Abstract

Objective The aim of this study was to assess the efficacy of deferred versus prophylactic therapy with gancyclovir to prevent cytomegalovirus (CMV) infection or disease in liver transplantation recipients, and to alter the timing of infection or the incidences of acute rejection, chronic rejection, or death. Methods We retrospectively studied 89 consecutive liver transplant recipients with a minimum of 1 year follow-up. CMV early antigen detection (pp65) was performed weekly for the first 2 months and thereafter monthly for an additional 10 months. Forty-one recipients were administered prophylactic treatment and (48 recipients) deferred therapy for positive antigenemia. Results During the first year after transplantation, CMV infection or disease developed in 61% or 12.2% of those treated with prophylactic therapy and 54.1% or 31.3% of those treated with deferred therapy ( P = 0.51 or P = 0.032, respectively). The mean time to CMV disease in the prophylactic group was 161+/−33 days compared with 82+/−27 days for the deferred therapy arm ( P < 0.001).
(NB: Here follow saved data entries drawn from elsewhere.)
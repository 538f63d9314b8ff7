//! The phone field: country button, number input and helper text

use crossterm::event::KeyCode;
use phone_input_core::{
    rect_contains, Command, Component, EventKind, PhoneAction, PhoneInputConfig,
    PhoneInputState, WidgetContext,
};
use ratatui::{
    layout::{Constraint, Layout, Rect},
    text::{Line, Span},
    widgets::{Block, Borders, Paragraph},
    Frame,
};

use crate::text_input::{TextInput, TextInputProps};
use crate::theme::PhoneInputTheme;

/// Rows taken by the bordered field, without helper text
pub const FIELD_HEIGHT: u16 = 3;

pub struct PhoneFieldProps<'a> {
    pub state: &'a PhoneInputState,
    pub config: &'a PhoneInputConfig,
    pub theme: &'a PhoneInputTheme,
    /// Whether the number input has focus
    pub is_focused: bool,
    /// Draw the field in the error style
    pub error: bool,
    /// Text below the field (empty = nothing)
    pub helper_text: &'a str,
}

/// Bordered field with a leading country button
///
/// The button shows the selected country's flag; clicking it (or the
/// open-picker key) asks to open the picker anchored below the button.
/// Tab and BackTab leave the field.
#[derive(Default)]
pub struct PhoneField {
    input: TextInput,
    area: Rect,
    button_area: Rect,
}

impl PhoneField {
    pub fn new() -> Self {
        Self::default()
    }

    /// Screen area of the last render, helper text included
    pub fn area(&self) -> Rect {
        self.area
    }

    /// Screen area of the country button (the picker's anchor)
    pub fn button_area(&self) -> Rect {
        self.button_area
    }

    fn open_picker(&self) -> PhoneAction {
        PhoneAction::PickerOpen {
            anchor: self.button_area,
        }
    }
}

impl Component<PhoneAction> for PhoneField {
    type Props<'a> = PhoneFieldProps<'a>;

    fn handle_event(
        &mut self,
        event: &EventKind,
        props: Self::Props<'_>,
    ) -> impl IntoIterator<Item = PhoneAction> {
        if let Some((x, y)) = event.left_click() {
            return rect_contains(self.button_area, x, y).then(|| self.open_picker());
        }
        if !props.is_focused {
            return None;
        }

        if let EventKind::Key(key) = event {
            if props.config.command(*key, WidgetContext::Field) == Some(Command::OpenPicker) {
                return Some(self.open_picker());
            }
            if matches!(key.code, KeyCode::Tab | KeyCode::BackTab) {
                return Some(PhoneAction::InputBlur);
            }
        }

        let input_props = TextInputProps {
            value: &props.state.phone,
            placeholder: "",
            is_focused: true,
            style: props.theme.text,
            placeholder_style: props.theme.placeholder,
            on_change: PhoneAction::InputChange,
        };
        self.input.handle_event(event, input_props).into_iter().next()
    }

    fn render(&mut self, frame: &mut Frame, area: Rect, props: Self::Props<'_>) {
        self.area = area;

        let [field_area, helper_area] =
            Layout::vertical([Constraint::Length(FIELD_HEIGHT), Constraint::Fill(1)]).areas(area);

        let border = props.theme.field_border(props.is_focused, props.error);
        let block = Block::default()
            .borders(Borders::ALL)
            .border_style(border)
            .title(Line::styled(props.config.label.as_str(), border));
        let inner = block.inner(field_area);
        frame.render_widget(block, field_area);

        let button = Line::from(vec![
            Span::raw(props.state.country.flag()),
            Span::raw(" \u{25BE}"),
        ])
        .style(props.theme.button);
        let button_width = (button.width() as u16).min(inner.width);
        self.button_area = Rect::new(inner.x, inner.y, button_width, inner.height.min(1));
        frame.render_widget(Paragraph::new(button), self.button_area);

        let input_area = Rect {
            x: inner.x.saturating_add(button_width + 1),
            width: inner.width.saturating_sub(button_width + 1),
            ..self.button_area
        };
        let placeholder = props
            .config
            .key_hint(Command::OpenPicker, WidgetContext::Field)
            .map(|hint| format!("{} to pick a country", hint))
            .unwrap_or_default();
        let input_props = TextInputProps {
            value: &props.state.phone,
            placeholder: &placeholder,
            is_focused: props.is_focused,
            style: props.theme.text,
            placeholder_style: props.theme.placeholder,
            on_change: PhoneAction::InputChange,
        };
        self.input.render(frame, input_area, input_props);

        if !props.helper_text.is_empty() && helper_area.height > 0 {
            let helper = Paragraph::new(props.helper_text).style(props.theme.helper_text(props.error));
            frame.render_widget(helper, helper_area);
        }
    }
}

#[cfg(test)]
mod tests {
    use super::*;
    use phone_input_core::testing::{click, key, RenderHarness};
    use phone_input_core::{CountryCatalog, LibPhoneFormatter};
    use std::sync::Arc;

    fn state() -> PhoneInputState {
        PhoneInputState::new(CountryCatalog::global(), Arc::new(LibPhoneFormatter::new()))
    }

    fn props<'a>(
        state: &'a PhoneInputState,
        config: &'a PhoneInputConfig,
        theme: &'a PhoneInputTheme,
    ) -> PhoneFieldProps<'a> {
        PhoneFieldProps {
            state,
            config,
            theme,
            is_focused: true,
            error: false,
            helper_text: "",
        }
    }

    fn rendered(field: &mut PhoneField, props: PhoneFieldProps<'_>) -> String {
        let mut render = RenderHarness::new(40, 4);
        render.render_to_string_plain(|frame| field.render(frame, frame.area(), props))
    }

    #[test]
    fn test_typing_emits_input_change() {
        let (state, config, theme) = (state(), PhoneInputConfig::default(), PhoneInputTheme::default());
        let mut field = PhoneField::new();

        let actions: Vec<_> = field
            .handle_event(&EventKind::Key(key("7")), props(&state, &config, &theme))
            .into_iter()
            .collect();

        assert_eq!(actions, vec![PhoneAction::InputChange("7".into())]);
    }

    #[test]
    fn test_open_picker_key_anchors_to_button() {
        let (state, config, theme) = (state(), PhoneInputConfig::default(), PhoneInputTheme::default());
        let mut field = PhoneField::new();
        rendered(&mut field, props(&state, &config, &theme));
        let anchor = field.button_area();
        assert_eq!((anchor.x, anchor.y), (1, 1));

        for open in ["ctrl+k", "alt+down"] {
            let actions: Vec<_> = field
                .handle_event(&EventKind::Key(key(open)), props(&state, &config, &theme))
                .into_iter()
                .collect();
            assert_eq!(actions, vec![PhoneAction::PickerOpen { anchor }]);
        }
    }

    #[test]
    fn test_button_click_opens_picker() {
        let (state, config, theme) = (state(), PhoneInputConfig::default(), PhoneInputTheme::default());
        let mut field = PhoneField::new();
        rendered(&mut field, props(&state, &config, &theme));

        let on_button: Vec<_> = field
            .handle_event(&EventKind::Mouse(click(1, 1)), props(&state, &config, &theme))
            .into_iter()
            .collect();
        assert!(matches!(on_button.as_slice(), [PhoneAction::PickerOpen { .. }]));

        let on_text: Vec<_> = field
            .handle_event(&EventKind::Mouse(click(20, 1)), props(&state, &config, &theme))
            .into_iter()
            .collect();
        assert!(on_text.is_empty());
    }

    #[test]
    fn test_tab_blurs() {
        let (state, config, theme) = (state(), PhoneInputConfig::default(), PhoneInputTheme::default());
        let mut field = PhoneField::new();
        for leave in ["tab", "shift+tab"] {
            let actions: Vec<_> = field
                .handle_event(&EventKind::Key(key(leave)), props(&state, &config, &theme))
                .into_iter()
                .collect();
            assert_eq!(actions, vec![PhoneAction::InputBlur]);
        }
    }

    #[test]
    fn test_unfocused_ignores_keys() {
        let (state, config, theme) = (state(), PhoneInputConfig::default(), PhoneInputTheme::default());
        let mut field = PhoneField::new();
        let props = PhoneFieldProps {
            is_focused: false,
            ..props(&state, &config, &theme)
        };
        let actions: Vec<_> = field
            .handle_event(&EventKind::Key(key("7")), props)
            .into_iter()
            .collect();
        assert!(actions.is_empty());
    }

    #[test]
    fn test_render_label_number_and_helper() {
        let (mut state, config, theme) = (state(), PhoneInputConfig::default(), PhoneInputTheme::default());
        state.phone = "(44) 20-7946".into();
        let mut field = PhoneField::new();

        let output = rendered(
            &mut field,
            PhoneFieldProps {
                error: true,
                helper_text: "Number is required",
                ..props(&state, &config, &theme)
            },
        );

        assert!(output.contains("Phone Number"));
        assert!(output.contains("(44) 20-7946"));
        assert!(output.contains("\u{25BE}"));
        assert!(output.lines().nth(3).unwrap().starts_with("Number is required"));
    }

    #[test]
    fn test_error_styles_helper_text() {
        let (state, config, theme) = (state(), PhoneInputConfig::default(), PhoneInputTheme::default());
        let mut field = PhoneField::new();
        let mut render = RenderHarness::new(40, 4);

        let buffer = render.render(|frame| {
            let props = PhoneFieldProps {
                error: true,
                helper_text: "Invalid",
                ..props(&state, &config, &theme)
            };
            field.render(frame, frame.area(), props)
        });

        assert_eq!(buffer[(0, 3)].fg, theme.error.fg.unwrap());
        assert_eq!(buffer[(0, 0)].fg, theme.error.fg.unwrap());
    }

    #[test]
    fn test_placeholder_shows_open_key() {
        let (state, config, theme) = (state(), PhoneInputConfig::default(), PhoneInputTheme::default());
        let mut field = PhoneField::new();
        let output = rendered(&mut field, props(&state, &config, &theme));
        assert!(output.contains("^K to pick a country"));
    }
}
Subgroup analysis based on CMV serological status also showed prophylactic treatment significantly diminished CMV disease in the CMV IgG antibody negative group. No patients died in the prophylactic group, and one died in the deferred group ( P = 0.54). The incidence of acute rejection episodes was 34% in the prophylactic and 46% in the deferred group ( P = 0.26). Chronic rejection was observed in two recipients in the prophylactic group versus one recipient in the deferred arm ( P = 0.35). Conclusion Compared with deferred therapy prophylactic therapy with gancyclovir decreased CMV disease and delayed the onset of CMV disease after liver transplantation.